The Coq mailing list

[Hugo Herbelin <Hugo.Herbelin AT inria.fr>]

Dear all,

Many of you already know it: one week ago, something terribly sad
happened: Vladimir Voevodsky, Fields medalist and key initiator of the
Homotopy Type Theory foundation of mathematics passed away at the age
of 51 [1].

His visionary belief in the foundational impact of the
types-as-spaces, equality-as-path correspondence [2][3], his
Univalence Axiom, and his reconstruction of propositions and sets from
a general notion of homotopy levels contributed to provide a new
foundational look at type theory, at equality, at extensionality, and
at mathematics in general. His vision and driving force contributed to
connect communities of mathematicians, logicians, and computer
scientists. The various events he co-organized or participated in over
the last years fostered a large corpus of new results encompassing the
backgrounds of researchers from these communities: higher inductive
types, so natural for representing quotients types or for representing
the algebraic essence of geometric structures; cubical type theory for
both another view at equality based on abstracting over a dimension
and for providing a computational content to univalence; and many
other ideas and connections who cross-benefited to the fields above.

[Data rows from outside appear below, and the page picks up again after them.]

//! Spatial predicates over geometry pairs.
//!
//! Each predicate switches on the variant pair explicitly. Boundary
//! contact within [`EPSILON`](super::EPSILON) counts as intersecting.

use super::{Coord, EPSILON, Geometry, LineString, Polygon};

/// Distance from a point to a segment.
pub(crate) fn point_segment_distance(p: &Coord, a: &Coord, b: &Coord) -> f64 {
    let dx = b.x - a.x;
    let dy = b.y - a.y;
    let len2 = dx * dx + dy * dy;
    if len2 == 0.0 {
        return p.distance_to(a);
    }
    let t = (((p.x - a.x) * dx + (p.y - a.y) * dy) / len2).clamp(0.0, 1.0);
    let proj = Coord::new(a.x + t * dx, a.y + t * dy);
    p.distance_to(&proj)
}

/// Cross product of (b - a) and (c - a); sign gives the turn direction.
fn orient(a: &Coord, b: &Coord, c: &Coord) -> f64 {
    (b.x - a.x) * (c.y - a.y) - (b.y - a.y) * (c.x - a.x)
}

/// True when the segments cross at an interior point of both.
///
/// Collinear overlaps and endpoint touches are not proper crossings;
/// those are covered by the distance-based contact tests.
pub(crate) fn segments_properly_cross(a1: &Coord, a2: &Coord, b1: &Coord, b2: &Coord) -> bool {
    let o1 = orient(a1, a2, b1);
    let o2 = orient(a1, a2, b2);
    let o3 = orient(b1, b2, a1);
    let o4 = orient(b1, b2, a2);
    o1 * o2 < 0.0 && o3 * o4 < 0.0
}

/// Minimum distance between two segments; zero when they cross.
pub(crate) fn segment_segment_distance(a1: &Coord, a2: &Coord, b1: &Coord, b2: &Coord) -> f64 {
    if segments_properly_cross(a1, a2, b1, b2) {
        return 0.0;
    }
    point_segment_distance(a1, b1, b2)
        .min(point_segment_distance(a2, b1, b2))
        .min(point_segment_distance(b1, a1, a2))
        .min(point_segment_distance(b2, a1, a2))
}

fn point_on_linestring(p: &Coord, line: &LineString) -> bool {
    line.segments()
        .any(|(a, b)| point_segment_distance(p, &a, &b) <= EPSILON)
}

fn on_polygon_boundary(p: &Coord, poly: &Polygon) -> bool {
    poly.rings()
        .any(|ring| ring.segments().any(|(a, b)| point_segment_distance(p, &a, &b) <= EPSILON))
}

fn linestrings_touch(a: &LineString, b: &LineString) -> bool {
    a.segments().any(|(a1, a2)| {
        b.segments()
            .any(|(b1, b2)| segment_segment_distance(&a1, &a2, &b1, &b2) <= EPSILON)
    })
}

fn linestring_polygon_intersects(line: &LineString, poly: &Polygon) -> bool {
    if line.coords().iter().any(|c| poly.contains_coord(c)) {
        return true;
    }
    line.segments().any(|(a1, a2)| {
        poly.rings().any(|ring| {
            ring.segments()
                .any(|(b1, b2)| segment_segment_distance(&a1, &a2, &b1, &b2) <= EPSILON)
        })
    })
}

fn polygons_intersect(a: &Polygon, b: &Polygon) -> bool {
    // A boundary vertex of either polygon inside the other settles it,
    // covering full containment. Boundary contact is caught by the
    // segment pair sweep.
    if a.rings()
        .flat_map(|r| r.coords())
        .any(|c| b.contains_coord(c))
    {
        return true;
    }
    if b.rings()
        .flat_map(|r| r.coords())
        .any(|c| a.contains_coord(c))
    {
        return true;
    }
    a.rings().any(|ra| {
        ra.segments().any(|(a1, a2)| {
            b.rings().any(|rb| {
                rb.segments()
                    .any(|(b1, b2)| segment_segment_distance(&a1, &a2, &b1, &b2) <= EPSILON)
            })
        })
    })
}

/// Check whether two geometries share at least one point.
///
/// Boundary contact counts: a point on a polygon's edge intersects the
/// polygon.
///
/// # Examples
///
/// ```rust
/// use veld::geometry::predicates::intersects;
/// use veld::{Coord, Geometry, Polygon};
///
/// let square = Geometry::Polygon(
///     Polygon::from_exterior_coords(vec![
///         Coord::new(0.0, 0.0),
///         Coord::new(2.0, 0.0),
///         Coord::new(2.0, 2.0),
///         Coord::new(0.0, 2.0),
///     ])
///     .unwrap(),
/// );
/// let inside = Geometry::point(1.0, 1.0).unwrap();
/// let outside = Geometry::point(5.0, 5.0).unwrap();
///
/// assert!(intersects(&inside, &square));
/// assert!(!intersects(&outside, &square));
/// ```
pub fn intersects(a: &Geometry, b: &Geometry) -> bool {
    if !a
        .bounding_box()
        .expand(EPSILON)
        .intersects(&b.bounding_box())
    {
        return false;
    }

    match (a, b) {
        (Geometry::Point(p), Geometry::Point(q)) => p.distance_to(q) <= EPSILON,
        (Geometry::Point(p), Geometry::LineString(l))
        | (Geometry::LineString(l), Geometry::Point(p)) => point_on_linestring(p, l),
        (Geometry::Point(p), Geometry::Polygon(pg))
        | (Geometry::Polygon(pg), Geometry::Point(p)) => pg.contains_coord(p),
        (Geometry::LineString(x), Geometry::LineString(y)) => linestrings_touch(x, y),
        (Geometry::LineString(l), Geometry::Polygon(pg))
        | (Geometry::Polygon(pg), Geometry::LineString(l)) => {
            linestring_polygon_intersects(l, pg)
        }
        (Geometry::Polygon(x), Geometry::Polygon(y)) => polygons_intersect(x, y),
    }
}

fn linestring_within(line: &LineString, container: &Polygon) -> bool {
    if !line.coords().iter().all(|c| container.contains_coord(c)) {
        return false;
    }
    for (a1, a2) in line.segments() {
        for ring in container.rings() {
            for (b1, b2) in ring.segments() {
                if segments_properly_cross(&a1, &a2, &b1, &b2) {
                    return false;
                }
            }
        }
        // A segment can exit and re-enter through boundary vertices
        // without a proper crossing; the midpoint catches that.
        let mid = Coord::new((a1.x + a2.x) / 2.0, (a1.y + a2.y) / 2.0);
        if !container.contains_coord(&mid) {
            return false;
        }
    }
    true
}

fn polygon_within(inner: &Polygon, container: &Polygon) -> bool {
    for ring in inner.rings() {
        if !ring.coords().iter().all(|c| container.contains_coord(c)) {
            return false;
        }
        for (a1, a2) in ring.segments() {
            for cr in container.rings() {
                for (b1, b2) in cr.segments() {
                    if segments_properly_cross(&a1, &a2, &b1, &b2) {
                        return false;
                    }
                }
            }
            let mid = Coord::new((a1.x + a2.x) / 2.0, (a1.y + a2.y) / 2.0);
            if !container.contains_coord(&mid) {
                return false;
            }
        }
    }
    // A container hole strictly inside the inner polygon excludes part
    // of the inner area.
    for hole in container.interiors() {
        for c in hole.coords() {
            if inner.parity_contains(c) && !on_polygon_boundary(c, inner) {
                return false;
            }
        }
    }
    true
}

/// Check whether every point of `a` lies inside or on the boundary of `b`.
///
/// Evaluates to `false` whenever `b` is not a polygon: only area
/// geometries can contain, and a non-area right side is a legal query
/// with an empty answer, never an error.
///
/// # Examples
///
/// ```rust
/// use veld::geometry::predicates::within;
/// use veld::{Coord, Geometry, Polygon};
///
/// let square = Geometry::Polygon(
///     Polygon::from_exterior_coords(vec![
///         Coord::new(0.0, 0.0),
///         Coord::new(2.0, 0.0),
///         Coord::new(2.0, 2.0),
///         Coord::new(0.0, 2.0),
///     ])
///     .unwrap(),
/// );
/// let p = Geometry::point(1.0, 1.0).unwrap();
///
/// assert!(within(&p, &square));
/// // The right side must be an area
/// assert!(!within(&p, &p));
/// ```
pub fn within(a: &Geometry, b: &Geometry) -> bool {
    let Geometry::Polygon(container) = b else {
        return false;
    };
    match a {
        Geometry::Point(p) => container.contains_coord(p),
        Geometry::LineString(l) => linestring_within(l, container),
        Geometry::Polygon(p) => polygon_within(p, container),
    }
}

fn min_over_segments<I>(p: &Coord, segments: I) -> f64
where
    I: Iterator<Item = (Coord, Coord)>,
{
    segments
        .map(|(a, b)| point_segment_distance(p, &a, &b))
        .fold(f64::INFINITY, f64::min)
}

fn min_segment_pairs<I>(a: I, b: &[(Coord, Coord)]) -> f64
where
    I: Iterator<Item = (Coord, Coord)>,
{
    let mut best = f64::INFINITY;
    for (a1, a2) in a {
        for (b1, b2) in b {
            best = best.min(segment_segment_distance(&a1, &a2, b1, b2));
        }
    }
    best
}

fn polygon_segments(p: &Polygon) -> Vec<(Coord, Coord)> {
    p.rings().flat_map(|r| r.segments()).collect()
}

/// Minimum Euclidean distance between two geometries.
///
/// Zero when the geometries intersect, including a point inside a
/// polygon's area. Otherwise the closest approach between their
/// boundaries.
///
/// # Examples
///
/// ```rust
/// use veld::geometry::predicates::distance;
/// use veld::Geometry;
///
/// let a = Geometry::point(0.0, 0.0).unwrap();
/// let b = Geometry::point(3.0, 4.0).unwrap();
/// assert_eq!(distance(&a, &b), 5.0);
/// assert_eq!(distance(&a, &a), 0.0);
/// ```
pub fn distance(a: &Geometry, b: &Geometry) -> f64 {
    if intersects(a, b) {
        return 0.0;
    }

    match (a, b) {
        (Geometry::Point(p), Geometry::Point(q)) => p.distance_to(q),
        (Geometry::Point(p), Geometry::LineString(l))
        | (Geometry::LineString(l), Geometry::Point(p)) => min_over_segments(p, l.segments()),
        (Geometry::Point(p), Geometry::Polygon(pg))
        | (Geometry::Polygon(pg), Geometry::Point(p)) => {
            min_over_segments(p, pg.rings().flat_map(|r| r.segments()))
        }
        (Geometry::LineString(x), Geometry::LineString(y)) => {
            let ys: Vec<_> = y.segments().collect();
            min_segment_pairs(x.segments(), &ys)
        }
        (Geometry::LineString(l), Geometry::Polygon(pg))
        | (Geometry::Polygon(pg), Geometry::LineString(l)) => {
            let ps = polygon_segments(pg);
            min_segment_pairs(l.segments(), &ps)
        }
        (Geometry::Polygon(x), Geometry::Polygon(y)) => {
            let ys = polygon_segments(y);
            min_segment_pairs(x.rings().flat_map(|r| r.segments()), &ys)
        }
    }
}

Vladimir Voevodsky discovered Coq in the mid-late 2000. About it, he
said: "I started playing with Coq while thinking about the model in
Coq of homotopy types and I started to discover that I can do all
kinds of things which I was working before without having any
foundational investment so to speak and then I came up and I said `ok,
here we have a new foundation of mathematics', we can dispose of that
theory as a foundational system and do everything in this new
foundation" [4].

In Coq, he started the Univalent Foundations formalization [5] about
which a school and a workshop is going to be held in December 2017 [6].
The initial version of the Univalent Foundations formalization itself
stimulated the development of libraries for Homotopy Type Theory
(HoTT) in Coq [7], Agda [8] and Lean [9].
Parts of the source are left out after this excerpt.